CHICAGO – McDonald's recently reported its best U.S. sales performance in almost four years, and much of it was credited to menu changes.
Plan, test, feedback, tweak, repeat. For the world's largest burger chain in the midst of a comeback, every step is especially vital.
There was a time when McDonald's took years to introduce menu items. Now, under the leadership of CEO Steve Easterbrook, it's often just months. McDonald's launched all-day breakfast in October after only nine months of planning.
The average wait time for a customer at McDonald's is about 90 seconds, so there's not a lot of wiggle room when it comes to allowing food with long prep times on the menu.

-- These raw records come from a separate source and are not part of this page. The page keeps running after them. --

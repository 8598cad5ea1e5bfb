use crate::genomics::{GeneticConfig, Genome};
use crate::{Innovation, OrganismId};

use ahash::RandomState;
use serde::{Deserialize, Serialize};

use std::collections::hash_map::{Entry, HashMap};
use std::collections::HashSet;

/// An `InnovationRegistry` keeps track of node and connection
/// innovations in an evolutionary run, in order to make sure
/// identical mutations are assigned the same innovation numbers.
///
/// For connection innovations the input and output nodes are used
/// to identify identical mutations. For node innovations the split
/// connection is used.
///
/// Memoised mutations are only remembered until the next call
/// to [`clear`], which is meant to happen once per generation.
/// Counters are never reset, so an innovation number is never
/// handed out for two different structures.
///
/// Genomes built elsewhere, such as hand-made structures loaded
/// from disk, must be [`adopt`]ed before they are mutated.
///
/// [`adopt`]: InnovationRegistry::adopt
/// [`clear`]: InnovationRegistry::clear
#[derive(Debug, Clone, Serialize, Deserialize)]
pub struct InnovationRegistry {
    input_count: usize,
    output_count: usize,
    next_node_id: Innovation,
    next_connection_id: Innovation,
    next_organism_id: OrganismId,
    node_ids: HashMap<Innovation, Innovation, RandomState>,
    connection_ids: HashMap<(Innovation, Innovation), Innovation, RandomState>,
    #[serde(default)]
    adopted: HashMap<(Innovation, Innovation), Innovation, RandomState>,
    #[serde(default)]
    adopted_ids: HashSet<Innovation, RandomState>,
}

impl InnovationRegistry {
    /// Creates a new registry for genomes generated with
    /// the specified configuration.
    ///
    /// Input nodes have innovation numbers `0..input_count`
    /// and output nodes follow them. A connection between
    /// input `i` and the output with index `o` always has the
    /// innovation number `o + i ⨯ output_count`, so the first
    /// number handed out for new connections is
    /// `input_count ⨯ output_count`.
    ///
    /// # Examples
    /// ```
    /// use gatedneat::genomics::{GeneticConfig, InnovationRegistry};
    ///
    /// let registry = InnovationRegistry::new(&GeneticConfig::default());
    /// assert_eq!(registry.max_node_id(), Some(4));
    /// assert_eq!(registry.max_connection_id(), Some(5));
    /// ```
    pub fn new(config: &GeneticConfig) -> InnovationRegistry {
        let input_count = config.input_count.get();
        let output_count = config.output_count.get();
        InnovationRegistry {
            input_count,
            output_count,
            next_node_id: input_count + output_count,
            next_connection_id: input_count * output_count,
            next_organism_id: 0,
            node_ids: HashMap::default(),
            connection_ids: HashMap::default(),
            adopted: HashMap::default(),
            adopted_ids: HashSet::default(),
        }
    }

    /// Records the innovations of a genome that was not built
    /// through this registry.
    ///
    /// Counters move past the genome's highest node and connection
    /// innovation numbers. Its connections are remembered permanently
    /// unless they match the initial numbering. An initial number the
    /// genome uses for another node pair is never handed out for its
    /// input-output pair, which gets a permanent replacement instead.
    ///
    /// # Examples
    /// ```
    /// use gatedneat::genomics::{GeneticConfig, Genome, InnovationRegistry};
    ///
    /// let json = r#"{
    ///     "nodes": [
    ///         {"node_id": 0, "node_type": "input", "activation_function": "identity", "bias": 0.0},
    ///         {"node_id": 1, "node_type": "output", "activation_function": "tanh", "bias": 0.0},
    ///         {"node_id": 7, "node_type": "hidden", "activation_function": "relu", "bias": 0.1}
    ///     ],
    ///     "connections": [
    ///         {"connection_id": 0, "weight": 0.5, "input_node": 0, "gater_node": null,
    ///          "output_node": 7, "is_enabled": true},
    ///         {"connection_id": 9, "weight": 0.5, "input_node": 7, "gater_node": null,
    ///          "output_node": 1, "is_enabled": true}
    ///     ]
    /// }"#;
    /// let genome: Genome = serde_json::from_str(json).unwrap();
    ///
    /// let mut registry = InnovationRegistry::new(&GeneticConfig::zero());
    /// registry.adopt(&genome);
    /// assert_eq!(registry.assign_connection_id((0, 7)), 0);
    /// // 0 is taken, so the input-output pair gets a fresh number.
    /// assert_eq!(registry.assign_connection_id((0, 1)), 10);
    /// assert_eq!(registry.assign_node_id(None), 8);
    /// ```
    pub fn adopt(&mut self, genome: &Genome) {
        for node in genome.nodes() {
            self.next_node_id = self.next_node_id.max(node.id() + 1);
        }
        for connection in genome.connections() {
            let id = connection.id();
            self.next_connection_id = self.next_connection_id.max(id + 1);
            if self.initial_connection_id(connection.endpoints()) != Some(id) {
                self.adopted.entry(connection.endpoints()).or_insert(id);
                self.adopted_ids.insert(id);
            }
        }
    }

    /// Returns a new organism ID. Organism IDs are never reused.
    ///
    /// # Examples
    /// ```
    /// use gatedneat::genomics::{GeneticConfig, InnovationRegistry};
    ///
    /// let mut registry = InnovationRegistry::new(&GeneticConfig::zero());
    /// assert_eq!(registry.next_organism_id(), 0);
    /// assert_eq!(registry.next_organism_id(), 1);
    /// ```
    pub fn next_organism_id(&mut self) -> OrganismId {
        let id = self.next_organism_id;
        self.next_organism_id += 1;
        id
    }

    /// Returns the node innovation number for a split of the
    /// `source` connection. The same split within the current
    /// window yields the same number. `None` always allocates
    /// a fresh number.
    ///
    /// # Examples
    /// ```
    /// use gatedneat::genomics::{GeneticConfig, InnovationRegistry};
    ///
    /// let mut registry = InnovationRegistry::new(&GeneticConfig::zero());
    /// let split = registry.assign_node_id(Some(0));
    /// assert_eq!(registry.assign_node_id(Some(0)), split);
    /// assert_ne!(registry.assign_node_id(None), split);
    ///
    /// registry.clear();
    /// assert_ne!(registry.assign_node_id(Some(0)), split);
    /// ```
    pub fn assign_node_id(&mut self, source: Option<Innovation>) -> Innovation {
        match source {
            None => self.allocate_node_id(),
            Some(connection) => {
                if let Some(&id) = self.node_ids.get(&connection) {
                    id
                } else {
                    let id = self.allocate_node_id();
                    self.node_ids.insert(connection, id);
                    id
                }
            }
        }
    }

    /// Returns the connection innovation number for the
    /// `(input, output)` node pair. The same pair within the
    /// current window yields the same number. Pairs between an
    /// input and an output node yield their permanent initial
    /// number, and pairs from adopted genomes their adopted one.
    ///
    /// # Examples
    /// ```
    /// use gatedneat::genomics::{GeneticConfig, InnovationRegistry};
    ///
    /// let mut registry = InnovationRegistry::new(&GeneticConfig::default());
    /// // Input 1 to the first output (node 2).
    /// assert_eq!(registry.assign_connection_id((1, 2)), 3);
    ///
    /// let new = registry.assign_connection_id((2, 3));
    /// assert_eq!(new, 6);
    /// assert_eq!(registry.assign_connection_id((2, 3)), new);
    /// assert_ne!(registry.assign_connection_id((3, 2)), new);
    /// ```
    pub fn assign_connection_id(&mut self, connection: (Innovation, Innovation)) -> Innovation {
        if let Some(&id) = self.adopted.get(&connection) {
            return id;
        }
        if let Some(id) = self.initial_connection_id(connection) {
            if !self.adopted_ids.contains(&id) {
                return id;
            }
            // Displaced initial numbers are replaced permanently.
            let id = self.next_connection_id;
            self.next_connection_id += 1;
            self.adopted.insert(connection, id);
            self.adopted_ids.insert(id);
            return id;
        }
        match self.connection_ids.entry(connection) {
            Entry::Occupied(entry) => *entry.get(),
            Entry::Vacant(entry) => {
                let id = self.next_connection_id;
                self.next_connection_id += 1;
                *entry.insert(id)
            }
        }
    }

    /// Returns the permanent innovation number of an
    /// input-to-output connection, or `None` if the pair
    /// is not one.
    pub fn initial_connection_id(&self, (input, output): (Innovation, Innovation)) -> Option<Innovation> {
        let outputs = self.input_count..self.input_count + self.output_count;
        if input < self.input_count && outputs.contains(&output) {
            Some(output - self.input_count + input * self.output_count)
        } else {
            None
        }
    }

    /// Clears the registry's memoised mutations, but keeps
    /// its innovation number counts.
    pub fn clear(&mut self) {
        self.node_ids.clear();
        self.connection_ids.clear();
    }

    /// Returns the highest node innovation number generated.
    pub fn max_node_id(&self) -> Option<Innovation> {
        self.next_node_id.checked_sub(1)
    }

    /// Returns the highest connection innovation number generated.
    pub fn max_connection_id(&self) -> Option<Innovation> {
        self.next_connection_id.checked_sub(1)
    }

    /// Returns the number of mutations remembered
    /// in the current window, as `(nodes, connections)`.
    pub fn window_len(&self) -> (usize, usize) {
        (self.node_ids.len(), self.connection_ids.len())
    }

    fn allocate_node_id(&mut self) -> Innovation {
        let id = self.next_node_id;
        self.next_node_id += 1;
        id
    }
}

"As a cook I'd really like to focus on 20 items and do them really well than have 50 that we can only do OK," said Dan Coudreaut, McDonald's executive chef. "It's all about balance."
It can take months. Even years. The burger chain looks not only at what part of the menu it wants to tweak but what customers it wants to attract. Millennials, for example, tend to prefer snack-type items over big burgers.
At McDonald's suburban Chicago headquarters, where some products are conceived, chefs, food scientists and nutritionists all weigh in before the food is tested with a focus group and tweaked, accounting for everyone's input. Then in a warehouse where McDonald's has its Innovation Center, workers spend four to five weeks learning how to prepare the new item quickly and accurately, in a simulated setting.
After being tweaked, tested and retested, the food is ready for the big time … kind of. McDonald's asks a group of franchisees to put the item on their menu for a short time. The company tests products in regions where that type of food is most popular. That means chicken items get tested in Atlanta, coffee in the Northeast, salads on the West Coast and burgers in Texas.